# Preparing NCBI Submissions

`viralQC` includes a `prepare-ncbi-submission` command to organize sequences and generate metadata CSVs formatted for NCBI submission.

The command contains two sub-commands:
1. `virus`: Groups and organizes sequences by virus (or types/segments).
2. `sample`: Organizes sequences by viruses but only for individual sample IDs.

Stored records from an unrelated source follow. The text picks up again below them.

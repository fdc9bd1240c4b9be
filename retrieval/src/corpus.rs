//! Persisted corpus artifacts.
//!
//! A corpus lives in `{base_dir}/{corpus_id}/` and holds exactly two files:
//! the vector index (`vectors.json`) and the ordered chunk list
//! (`chunks.json`). Only the indexer writes them; retrieval reads them.

use std::collections::HashSet;
use std::path::{Path, PathBuf};

use marag_embeddings::SimilarityIndex;
use serde::{Deserialize, Serialize};
use tokio::fs;
use tracing::{debug, info};

use crate::error::{Result, RetrievalError};

/// File name of the vector index artifact.
pub const VECTORS_FILE: &str = "vectors.json";

/// File name of the chunk list artifact.
pub const CHUNKS_FILE: &str = "chunks.json";

/// A searchable text chunk.
#[derive(Debug, Clone, PartialEq, Serialize, Deserialize)]
pub struct Chunk {
    /// Unique identifier within the corpus.
    pub id: String,

    /// Chunk text.
    pub text: String,

    /// Identifier of the document the chunk came from.
    pub source_id: String,

    /// Markdown headers the chunk was split under, outermost first.
    #[serde(default)]
    pub header_path: Vec<String>,
}

impl Chunk {
    /// Create a chunk without header metadata.
    pub fn new(id: impl Into<String>, text: impl Into<String>, source_id: impl Into<String>) -> Self {
        Self {
            id: id.into(),
            text: text.into(),
            source_id: source_id.into(),
            header_path: Vec::new(),
        }
    }

    /// Set the header path.
    pub fn with_header_path(mut self, header_path: Vec<String>) -> Self {
        self.header_path = header_path;
        self
    }
}

/// Reject identifiers that would escape the base directory.
pub fn validate_corpus_id(corpus_id: &str) -> Result<()> {
    let trimmed = corpus_id.trim();
    if trimmed.is_empty()
        || trimmed != corpus_id
        || corpus_id == "."
        || corpus_id.contains("..")
        || corpus_id.contains(['/', '\\'])
    {
        return Err(RetrievalError::InvalidCorpusId(corpus_id.to_string()));
    }
    Ok(())
}

/// Directory of a corpus under `base_dir`.
pub fn corpus_dir(base_dir: &Path, corpus_id: &str) -> PathBuf {
    base_dir.join(corpus_id)
}

/// The loaded contents of a corpus directory.
#[derive(Debug, Clone)]
pub struct CorpusArtifacts {
    /// Chunks in ingestion order.
    pub chunks: Vec<Chunk>,

    /// Vector index keyed by chunk id.
    pub index: SimilarityIndex,
}

impl CorpusArtifacts {
    /// Create artifacts, checking every chunk has an embedding.
    pub fn new(corpus_id: &str, chunks: Vec<Chunk>, index: SimilarityIndex) -> Result<Self> {
        let mut seen = HashSet::new();
        for chunk in &chunks {
            if !seen.insert(chunk.id.as_str()) {
                return Err(RetrievalError::CorruptIndex {
                    corpus_id: corpus_id.to_string(),
                    reason: format!("duplicate chunk id {}", chunk.id),
                });
            }
            if !index.contains(&chunk.id) {
                return Err(RetrievalError::CorruptIndex {
                    corpus_id: corpus_id.to_string(),
                    reason: format!("chunk {} has no embedding", chunk.id),
                });
            }
        }
        Ok(Self { chunks, index })
    }

    /// Load a corpus from `{base_dir}/{corpus_id}/`.
    pub async fn load(base_dir: &Path, corpus_id: &str) -> Result<Self> {
        validate_corpus_id(corpus_id)?;
        let dir = corpus_dir(base_dir, corpus_id);
        if !fs::try_exists(&dir).await? {
            return Err(RetrievalError::IndexNotFound(corpus_id.to_string()));
        }

        let read = |name: &'static str| {
            let path = dir.join(name);
            async move {
                fs::read_to_string(&path)
                    .await
                    .map_err(|e| RetrievalError::CorruptIndex {
                        corpus_id: corpus_id.to_string(),
                        reason: format!("cannot read {}: {e}", path.display()),
                    })
            }
        };

        let vectors = read(VECTORS_FILE).await?;
        let chunks = read(CHUNKS_FILE).await?;

        let index = SimilarityIndex::from_json(&vectors).map_err(|e| {
            RetrievalError::CorruptIndex {
                corpus_id: corpus_id.to_string(),
                reason: e.to_string(),
            }
        })?;
        let chunks: Vec<Chunk> = serde_json::from_str(&chunks)?;

        info!(corpus_id, chunks = chunks.len(), "Loaded corpus artifacts");
        Self::new(corpus_id, chunks, index)
    }

    /// Write the artifacts to `{base_dir}/{corpus_id}/`, returning the directory.
    pub async fn save(&self, base_dir: &Path, corpus_id: &str) -> Result<PathBuf> {
        validate_corpus_id(corpus_id)?;
        let dir = corpus_dir(base_dir, corpus_id);
        fs::create_dir_all(&dir).await?;

        fs::write(dir.join(VECTORS_FILE), self.index.to_json()?).await?;
        fs::write(dir.join(CHUNKS_FILE), serde_json::to_string(&self.chunks)?).await?;

        debug!("Saved {} chunks to {}", self.chunks.len(), dir.display());
        Ok(dir)
    }
}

Both commands require the output files generated by a `viralQC run`:
* `--results`: The main ViralQC results file (e.g. `results.tsv`).
* `--sequences-vqc`: The output target FASTA file (e.g. `sequences_target_regions.fasta`) generated by `viralQC run`. This file contains target sequences processed by ViralQC and is prioritized.
* `--sequences-input`: The original input FASTA file you passed to `viralQC run`.
  *(Note: The command prioritizes sequences found in `--sequences-vqc`. If a sequence was filtered/dropped by VQC (by lack of quality information) but you still want to submit it, it will be pulled from `--sequences-input`.)*
* `--output-prefix` (optional, default `ncbi_submission`): Prefix used for the generated output directories.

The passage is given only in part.